Teens respond to computer therapy


While depression may be common in adolescents, they often do not seek treatment or professional help. According to new research, specialized computer therapy is just as effective as talk therapy for teens struggling with depression.

Researchers from the University of Aukland, New Zealand created a randomize, controlled test using 187 adolescents aged 12 to 19 in order to determine whether a new computerized cognitivie behavioral therapy intervention called SPARX worked to reduce depressive symptoms any better than traditional one-on-one talk therapy.

Study participants were randomly selected to either use the computer program or undergo traditional therapy. They also received a 3-month follow up.

Depression symptoms reduced by one-third

Researchers found that SPARX reduced symptoms of depression and anxiety by a third which made the treatment just as effective as traditional therapy. Additionally, 44% of a subgroup of 69 participants who completed at least four homework modules completely recovered. That was true for only 26% of the people given usual care.

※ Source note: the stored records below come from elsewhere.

//! Descriptive interaction telemetry.
//!
//! Pure description of what was observed, computed straight from the
//! history counters; no anomaly judgment lives here. Intended for audit
//! and debugging alongside the indicators, not instead of them.

use crate::history::SampleHistory;
use serde::{Deserialize, Serialize};

/// Descriptive statistics over a collection session.
#[derive(Debug, Clone, Default, PartialEq, Serialize, Deserialize)]
pub struct TelemetryStats {
    pub total_pointer_moves: u64,
    pub total_clicks: u64,
    pub untrusted_clicks: u64,
    pub total_scrolls: u64,

    /// Cumulative pointer path length, px
    pub total_distance_px: f64,
    /// Mean derived movement velocity, px/s
    pub avg_velocity: f64,
    /// Peak derived movement velocity, px/s
    pub max_velocity: f64,

    /// Events per second over the observed span
    pub moves_per_second: f64,
    pub clicks_per_second: f64,
    pub scrolls_per_second: f64,

    pub has_pointer_activity: bool,
    pub has_click_activity: bool,
    pub has_scroll_activity: bool,

    /// Span between the first and last observed event, ms
    pub observed_span_ms: u64,
}

/// Compute the telemetry for the current history contents.
pub fn compute(history: &SampleHistory) -> TelemetryStats {
    let counters = history.counters();
    let span_ms = history.observed_span_ms();

    let per_second = |count: u64| {
        if span_ms == 0 {
            0.0
        } else {
            count as f64 / (span_ms as f64 / 1000.0)
        }
    };

    let avg_velocity = if counters.velocity_samples == 0 {
        0.0
    } else {
        counters.velocity_sum / counters.velocity_samples as f64
    };

    TelemetryStats {
        total_pointer_moves: counters.total_pointer_moves,
        total_clicks: counters.total_clicks,
        untrusted_clicks: counters.untrusted_clicks,
        total_scrolls: counters.total_scrolls,
        total_distance_px: counters.total_distance,
        avg_velocity,
        max_velocity: counters.max_velocity,
        moves_per_second: per_second(counters.total_pointer_moves),
        clicks_per_second: per_second(counters.total_clicks),
        scrolls_per_second: per_second(counters.total_scrolls),
        has_pointer_activity: counters.total_pointer_moves > 0,
        has_click_activity: counters.total_clicks > 0,
        has_scroll_activity: counters.total_scrolls > 0,
        observed_span_ms: span_ms,
    }
}

#[cfg(test)]
mod tests {
    use super::*;
    use crate::events::{ClickEvent, PointerSample, ScrollSample};

    fn feed(history: &mut SampleHistory) {
        for i in 0..11u64 {
            history.record_pointer(PointerSample {
                x: i as f64 * 10.0,
                y: 0.0,
                timestamp_ms: i * 100,
            });
        }
        history.record_click(ClickEvent {
            timestamp_ms: 1000,
            x: 100.0,
            y: 0.0,
            target_selector: None,
            element: Default::default(),
            bounds: None,
            position_in_element: None,
            trusted: true,
            trail: vec![],
        });
        history.record_scroll(ScrollSample {
            timestamp_ms: 2000,
            delta_x: 0.0,
            delta_y: 50.0,
            scroll_top: 0.0,
        });
    }

    #[test]
    fn test_totals_and_booleans() {
        let mut history = SampleHistory::new();
        feed(&mut history);
        let stats = compute(&history);

        assert_eq!(stats.total_pointer_moves, 11);
        assert_eq!(stats.total_clicks, 1);
        assert_eq!(stats.total_scrolls, 1);
        assert!(stats.has_pointer_activity);
        assert!(stats.has_click_activity);
        assert!(stats.has_scroll_activity);
        assert_eq!(stats.observed_span_ms, 2000);
    }

    #[test]
    fn test_distance_and_velocity() {
        let mut history = SampleHistory::new();
        feed(&mut history);
        let stats = compute(&history);

        // 10 movements of 10px each over 100ms: 100px/s throughout.
        assert!((stats.total_distance_px - 100.0).abs() < 1e-9);
        assert!((stats.avg_velocity - 100.0).abs() < 1e-9);
        assert!((stats.max_velocity - 100.0).abs() < 1e-9);
    }

    #[test]
    fn test_rates_over_observed_span() {
        let mut history = SampleHistory::new();
        feed(&mut history);
        let stats = compute(&history);

        // 11 moves over 2 seconds.
        assert!((stats.moves_per_second - 5.5).abs() < 1e-9);
        assert!((stats.clicks_per_second - 0.5).abs() < 1e-9);
    }

    #[test]
    fn test_empty_history_zeroed() {
        let history = SampleHistory::new();
        assert_eq!(compute(&history), TelemetryStats::default());
    }

    #[test]
    fn test_idempotent_without_new_events() {
        let mut history = SampleHistory::new();
        feed(&mut history);

        let first = compute(&history);
        let second = compute(&history);
        assert_eq!(first, second);
    }
}
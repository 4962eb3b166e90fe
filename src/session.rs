//! Collection session controller.
//!
//! Owns the per-session history and the ordered detector registry, and
//! dispatches incoming events to both. All mutation happens behind the
//! agent's lock, so buffer writes and detector reads never interleave.
//!
//! The failure contract of the whole subsystem is enforced here: a
//! detector or sink error is logged and degrades to "no detection this
//! event", never aborting intake or the other detectors.

use crate::detectors::{Detector, Trigger};
use crate::events::{ClickEvent, InteractionEvent, PointerSample, ScrollSample};
use crate::history::SampleHistory;
use crate::indicators::{IndicatorSink, IndicatorUpdate};
use tracing::{debug, warn};

/// Collection state machine.
#[derive(Debug, Clone, Copy, PartialEq, Eq)]
pub enum SessionState {
    Idle,
    Collecting,
}

/// Per-session controller: history + detector registry + dispatch.
pub struct CollectionSession {
    state: SessionState,
    history: SampleHistory,
    registry: Vec<Box<dyn Detector>>,
    /// Stamp each detail payload with the producing detector and its
    /// threshold.
    debug_detail: bool,
}

impl CollectionSession {
    pub fn new(registry: Vec<Box<dyn Detector>>, debug_detail: bool) -> Self {
        Self {
            state: SessionState::Idle,
            history: SampleHistory::new(),
            registry,
            debug_detail,
        }
    }

    pub fn state(&self) -> SessionState {
        self.state
    }

    pub fn is_collecting(&self) -> bool {
        self.state == SessionState::Collecting
    }

    pub fn history(&self) -> &SampleHistory {
        &self.history
    }

    /// Begin a session. Returns false (and changes nothing) if one is
    /// already running; otherwise clears the previous session's buffers.
    pub fn start(&mut self) -> bool {
        if self.is_collecting() {
            return false;
        }
        self.history.reset();
        self.state = SessionState::Collecting;
        true
    }

    /// End the session. Intake stops at the next event.
    pub fn stop(&mut self) {
        self.state = SessionState::Idle;
    }

    /// Clear all buffers outside a session.
    pub fn reset(&mut self) {
        self.state = SessionState::Idle;
        self.history.reset();
    }

    /// Feed one event. Ignored while idle.
    pub fn on_event(&mut self, event: InteractionEvent, sink: &dyn IndicatorSink) {
        if !self.is_collecting() {
            return;
        }
        match event {
            InteractionEvent::PointerMove(sample) => self.on_pointer_move(sample),
            InteractionEvent::Click(click) => self.on_click(click, sink),
            InteractionEvent::Scroll(scroll) => self.on_scroll(scroll, sink),
        }
    }

    /// Pointer moves only feed the history; no detector runs on them.
    /// They arrive at input-device rate and must stay O(1).
    fn on_pointer_move(&mut self, sample: PointerSample) {
        self.history.record_pointer(sample);
    }

    fn on_click(&mut self, click: ClickEvent, sink: &dyn IndicatorSink) {
        let timestamp_ms = click.timestamp_ms;
        self.history.record_click(click);
        self.dispatch(Trigger::Click, timestamp_ms, sink);
    }

    fn on_scroll(&mut self, scroll: ScrollSample, sink: &dyn IndicatorSink) {
        let timestamp_ms = scroll.timestamp_ms;
        self.history.record_scroll(scroll);
        self.dispatch(Trigger::Scroll, timestamp_ms, sink);
    }

    /// Run every registered detector for the trigger, in declared order.
    fn dispatch(&self, trigger: Trigger, timestamp_ms: u64, sink: &dyn IndicatorSink) {
        for detector in self.registry.iter().filter(|d| d.trigger() == trigger) {
            match detector.evaluate(&self.history) {
                Ok(Some(detection)) => {
                    debug!(
                        detector = detector.name(),
                        indicator = detection.indicator,
                        confidence = detection.confidence,
                        "pattern detected"
                    );
                    let mut detail = detection.detail;
                    if self.debug_detail {
                        if let Some(map) = detail.as_object_mut() {
                            map.insert("detector".to_string(), detector.name().into());
                            map.insert("threshold".to_string(), detector.threshold().into());
                        }
                    }
                    let update = IndicatorUpdate {
                        increment: true,
                        confidence: detection.confidence,
                        detail,
                        timestamp_ms,
                    };
                    if let Err(error) = sink.update_indicator(detection.indicator, update) {
                        warn!(
                            detector = detector.name(),
                            error = %error,
                            "indicator store rejected update; dropping"
                        );
                    }
                }
                Ok(None) => {}
                Err(error) => {
                    warn!(
                        detector = detector.name(),
                        error = %error,
                        "detector failed; treating as no detection"
                    );
                }
            }
        }
    }
}

#[cfg(test)]
mod tests {
    use super::*;
    use crate::config::InteractionAnalysisConfig;
    use crate::detectors::{build_registry, Detection, ARTIFICIAL_TIMING};
    use crate::error::DetectionError;
    use crate::history::SampleHistory;
    use crate::indicators::IndicatorStore;
    use std::collections::BTreeMap;
    use std::sync::atomic::{AtomicU64, Ordering};

    fn session() -> CollectionSession {
        CollectionSession::new(
            build_registry(&InteractionAnalysisConfig::default()).unwrap(),
            false,
        )
    }

    fn store() -> IndicatorStore {
        IndicatorStore::new(BTreeMap::new(), 10)
    }

    fn pointer(ts: u64) -> InteractionEvent {
        InteractionEvent::PointerMove(PointerSample { x: 0.0, y: 0.0, timestamp_ms: ts })
    }

    fn click(ts: u64) -> InteractionEvent {
        InteractionEvent::Click(ClickEvent {
            timestamp_ms: ts,
            x: 0.0,
            y: 0.0,
            target_selector: None,
            element: Default::default(),
            bounds: None,
            position_in_element: None,
            trusted: true,
            trail: vec![],
        })
    }

    #[test]
    fn test_start_is_noop_while_collecting() {
        let mut s = session();
        assert!(s.start());
        assert!(!s.start(), "Second start must be rejected");
        assert!(s.is_collecting());
    }

    #[test]
    fn test_events_ignored_while_idle() {
        let mut s = session();
        let sink = store();
        s.on_event(pointer(100), &sink);

        assert_eq!(s.history().pointer_sample_count(), 0);
    }

    #[test]
    fn test_start_clears_previous_session() {
        let mut s = session();
        let sink = store();
        s.start();
        s.on_event(pointer(100), &sink);
        s.stop();

        s.start();
        assert_eq!(s.history().pointer_sample_count(), 0);
    }

    #[test]
    fn test_intake_stops_after_stop() {
        let mut s = session();
        let sink = store();
        s.start();
        s.on_event(pointer(100), &sink);
        s.stop();
        s.on_event(pointer(200), &sink);

        assert_eq!(s.history().pointer_sample_count(), 1);
    }

    /// A detector that always fails, to prove dispatch survives it.
    struct FailingDetector;

    impl Detector for FailingDetector {
        fn name(&self) -> &'static str {
            "failing"
        }
        fn indicator(&self) -> &'static str {
            ARTIFICIAL_TIMING
        }
        fn trigger(&self) -> Trigger {
            Trigger::Click
        }
        fn threshold(&self) -> f64 {
            0.5
        }
        fn evaluate(&self, _: &SampleHistory) -> Result<Option<Detection>, DetectionError> {
            Err(DetectionError::History {
                detector: "failing",
                reason: "synthetic".to_string(),
            })
        }
    }

    /// A detector that always fires.
    struct FiringDetector(AtomicU64);

    impl Detector for FiringDetector {
        fn name(&self) -> &'static str {
            "firing"
        }
        fn indicator(&self) -> &'static str {
            ARTIFICIAL_TIMING
        }
        fn trigger(&self) -> Trigger {
            Trigger::Click
        }
        fn threshold(&self) -> f64 {
            0.5
        }
        fn evaluate(&self, _: &SampleHistory) -> Result<Option<Detection>, DetectionError> {
            self.0.fetch_add(1, Ordering::Relaxed);
            Ok(Some(Detection::new(ARTIFICIAL_TIMING, 0.9)))
        }
    }

    #[test]
    fn test_detector_failure_does_not_abort_later_detectors() {
        let registry: Vec<Box<dyn Detector>> = vec![
            Box::new(FailingDetector),
            Box::new(FiringDetector(AtomicU64::new(0))),
        ];
        let mut s = CollectionSession::new(registry, false);
        let sink = store();
        s.start();

        s.on_event(click(100), &sink);

        // The failing detector was skipped; the firing one still ran and
        // its update landed in the store.
        let indicators = sink.behavioral_indicators();
        assert_eq!(indicators[ARTIFICIAL_TIMING].count, 1);
    }

    #[test]
    fn test_debug_detail_stamps_payloads() {
        let registry: Vec<Box<dyn Detector>> =
            vec![Box::new(FiringDetector(AtomicU64::new(0)))];
        let mut s = CollectionSession::new(registry, true);
        let sink = store();
        s.start();

        s.on_event(click(100), &sink);

        let indicators = sink.behavioral_indicators();
        let detail = &indicators[ARTIFICIAL_TIMING].details[0];
        assert_eq!(detail["detector"], "firing");
        assert_eq!(detail["threshold"], 0.5);
    }
}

Most participants, regardless of approach, reported high satisfaction with their treatment. However, 95% of the people who used SPARX said it would appeal to other teenagers. Up to 81% said they would recommend it to friends.

Researchers described the computer software as an “effective resource for help seeking adolescents with depression at primary healthcare sites. Use of the program resulted in a clinically significant reduction in depression, anxiety, and hopelessness and an improvement in quality of life.”

Not only do teens like it and benefit from it, SPARX may be more cost effective than usual care and could be used to address unmet demand for treatment.